Consider this the fall. I know some people hold Let’s Dance in some regard (not even high regard), but it’s here where David Bowie stopped even trying to be the art rock auteur that he became on Station to Station. And even after he emerged out of the 1980s, some of his records felt more like trend-chasing than trend-establishing, even though he never really established anything (i.e. Eno already dropped the half-song, half-ambient Another Green World before helping Bowie with his half-song, half-ambient albums). In keeping with the shift of 1983, the songs on Let’s Dance are longer on average without doing anything to earn the extra run-times; the drum beats are do that thing where it stopped sounding like human beings were producing them. “Modern Love” is fun, with the squiggly saxophones and two chord finish ending every measure. “China Girl”—a cover of Iggy Pop’s song from The Idiot—generated enough royalties for Pop so we didn’t have to hear any more awful Iggy Pop albums during this period. “Let’s Dance” is a glimpse into David Bowie as a potential house artist, which he never tried, thank God. “Without You” is pure falsetto and no tune. “Ricochet” sucks. “Cat People” replaces Giorgio Morodor and does nothing to improve the song. God, that cover! The three main components of the cover—Bowie himself, the font of his last name, the ‘connect the dots’ stylization of the album title—all clash with one another. Predictably, it was his best-selling album.
Still, Let’s Dance plays like a masterpiece compared to Bowie’s next two albums which slid further into this Godless territory. Most notable about Tonight is the very slight reggae influence that pervades its songs, although somehow Bowie’s version of reggae beats don’t have enough energy to get themselves off the floor, including the title track featuring Tina Turner. “Loving the Alien” has an understated ‘ah ah ah’ vocal that sounds vaguely like it was influenced by Laurie Anderson’s masterpiece, and while it might be the best song on the album (finally, some space!), it’s long and not rewarding enough; big hit “Blue Jean” features some really obnoxious vocals from Bowie as if trying to get you to feel anything, which is more than I can say for the rest of the album. Iggy Pop shows up to collect some coke money but no one knows what he actually does. There’s a cover of “God Only Knows” that serves the same purpose as Bowie & Mick Jagger’s mega-smash cover of “Dancing in the Street” soon to come in that both make me wonder how we got from those masterpieces in the 60s to these in a relatively short amount of time. (Okay, everyone needs to watch the music video for “Dancing in the Street” once in their lifetimes, obviously. Better if you just mute the actual song though.)

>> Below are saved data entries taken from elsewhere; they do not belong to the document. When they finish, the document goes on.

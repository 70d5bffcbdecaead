//! Error types for the rfgate command gateway
//!
//! Each failure domain gets its own enum; `GatewayError` wraps them all.
//! Everything below `ConfigError` is converted into a failure `Reply` at
//! the point of detection — only startup configuration problems are fatal.

use std::path::PathBuf;
use thiserror::Error;

/// Top-level error type for gateway operations
#[derive(Error, Debug)]
pub enum GatewayError {
    /// Malformed frame or payload
    #[error(transparent)]
    Parse(#[from] ParseError),

    /// Operator is not authorized
    #[error(transparent)]
    Auth(#[from] AuthError),

    /// Replay or rate-limit policy rejection
    #[error(transparent)]
    Replay(#[from] ReplayError),

    /// Signature verification failed
    #[error(transparent)]
    Signature(#[from] SignatureError),

    /// Control-plane execution failed
    #[error(transparent)]
    Execution(#[from] ExecutionError),

    /// Fatal configuration problem (startup only)
    #[error(transparent)]
    Config(#[from] ConfigError),

    /// Transient transport fault (logged, loop continues)
    #[error(transparent)]
    Transport(#[from] TransportError),

    /// I/O errors
    #[error("I/O error: {0}")]
    Io(#[from] std::io::Error),
}

/// Malformed frame or command payload
#[derive(Error, Debug, Clone, PartialEq)]
pub enum ParseError {
    /// Frame could not be decoded as JSON or legacy text
    #[error("Unrecognized payload format: {reason}")]
    UnrecognizedPayload {
        /// Why decoding failed
        reason: String,
    },

    /// A required field was missing from a JSON payload
    #[error("Missing field in command payload: {field}")]
    MissingField {
        /// Name of the missing field
        field: String,
    },

    /// A field had the wrong type or an unparseable value
    #[error("Invalid field value for {field}: {reason}")]
    InvalidField {
        /// Name of the offending field
        field: String,
        /// Why the value was rejected
        reason: String,
    },

    /// The command text was empty after trimming
    #[error("Empty command text")]
    EmptyCommand,
}

/// Authorization failures (callsign has no registered key)
#[derive(Error, Debug, Clone, PartialEq)]
pub enum AuthError {
    /// No key is loaded for this callsign
    #[error("No authorized key for callsign {callsign}")]
    UnknownCallsign {
        /// The normalized callsign that failed lookup
        callsign: String,
    },
}

/// Replay and rate-limit policy rejections
#[derive(Error, Debug, Clone, Copy, PartialEq, Eq)]
pub enum ReplayError {
    /// Command timestamp is older than the replay window
    #[error("Command is older than the replay window")]
    TooOld,

    /// Command timestamp is too far in the future
    #[error("Command timestamp is in the future")]
    FutureTimestamp,

    /// Identical command already seen within the replay window
    #[error("Duplicate command within the replay window")]
    Duplicate,

    /// Operator exceeded the per-minute command budget
    #[error("Rate limit exceeded")]
    RateLimited,
}

impl ReplayError {
    /// Short machine-readable reason code used in audit logs and replies
    pub fn code(&self) -> &'static str {
        match self {
            Self::TooOld => "REPLAY_TOO_OLD",
            Self::FutureTimestamp => "REPLAY_FUTURE",
            Self::Duplicate => "REPLAY_DUPLICATE",
            Self::RateLimited => "RATE_LIMIT",
        }
    }
}

/// Signature verification failures
#[derive(Error, Debug, Clone, PartialEq)]
pub enum SignatureError {
    /// The signature did not verify against the operator's key
    #[error("Signature verification failed: {reason}")]
    VerificationFailed {
        /// Diagnostic reason (DER parse failure, mismatch, wrong key type)
        reason: String,
    },

    /// The signature was empty and unsigned commands are not allowed
    #[error("Empty signature rejected (unsigned testing mode is disabled)")]
    EmptySignature,
}

/// Control-plane execution failures
#[derive(Error, Debug, Clone, PartialEq)]
pub enum ExecutionError {
    /// Command arguments did not validate
    #[error("Invalid arguments for {command}: {reason}")]
    InvalidArguments {
        /// The command name
        command: String,
        /// Why validation failed
        reason: String,
    },

    /// TCP control connection failed or timed out
    #[error("Control connection to {address} failed: {reason}")]
    ControlUnreachable {
        /// host:port of the control socket
        address: String,
        /// Underlying failure
        reason: String,
    },

    /// Config-file fallback found no matching section/key
    #[error("No matching setting in {path}: {reason}")]
    NoMatchingSetting {
        /// Path of the controller config file
        path: PathBuf,
        /// What was searched for
        reason: String,
    },

    /// Restarting the controller process failed
    #[error("Controller restart failed: {reason}")]
    RestartFailed {
        /// Underlying failure
        reason: String,
    },
}

/// Fatal configuration problems (startup only)
#[derive(Error, Debug)]
pub enum ConfigError {
    /// Configuration file could not be read
    #[error("Cannot read configuration file {path}: {reason}")]
    Unreadable {
        /// Path that was attempted
        path: PathBuf,
        /// Underlying I/O failure
        reason: String,
    },

    /// Configuration file could not be parsed
    #[error("Cannot parse configuration file {path}: {reason}")]
    Unparseable {
        /// Path that was attempted
        path: PathBuf,
        /// Parser diagnostic
        reason: String,
    },

    /// A configuration value failed validation
    #[error("Invalid configuration value for {field}: {reason}")]
    InvalidValue {
        /// Configuration key
        field: String,
        /// Why the value was rejected
        reason: String,
    },

    /// The authorized keys directory produced zero usable keys
    #[error("No authorized keys loaded from {path}")]
    NoAuthorizedKeys {
        /// The directory that was scanned
        path: PathBuf,
    },
}

/// Transient transport faults on the listener
#[derive(Error, Debug)]
pub enum TransportError {
    /// Binding a receive or publish endpoint failed
    #[error("Failed to bind {endpoint}: {reason}")]
    BindFailed {
        /// Endpoint string (zmq URI, pipe path, socket path)
        endpoint: String,
        /// Underlying failure
        reason: String,
    },

    /// A receive operation failed
    #[error("Receive failed: {reason}")]
    ReceiveFailed {
        /// Underlying failure
        reason: String,
    },

    /// A send/publish operation failed
    #[error("Send failed: {reason}")]
    SendFailed {
        /// Underlying failure
        reason: String,
    },

    /// A framed record exceeded the size limit
    #[error("Frame too large: {size} bytes")]
    FrameTooLarge {
        /// Declared frame length
        size: usize,
    },
}

/// Result type alias for gateway operations
pub type Result<T> = std::result::Result<T, GatewayError>;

In 1986, David Bowie was cast as the Goblin King (Bowie gives all of his goblin minions +1/+1 and mountainwalk) in the film Labyrinth of which he and Trevor Jones created the soundtrack for. “Underground” was the hit, teased early in the film when a young Jennifer Connelly runs home in the rain and then used for the credits again in the film, but obviously “Magic Dance” is the true winner because—like “Dancing in the Street”—the visuals:
“As the World Falls Down” is better than anything from his forthcoming album, but that electric bass that’s chiefly responsible for getting from one measure to the next sounds like punctuating fart and highlights an issue I have with Bowie/everyone’s songs around this period: acoustic(-sounding) instruments could have done the trick better than synthetic ones.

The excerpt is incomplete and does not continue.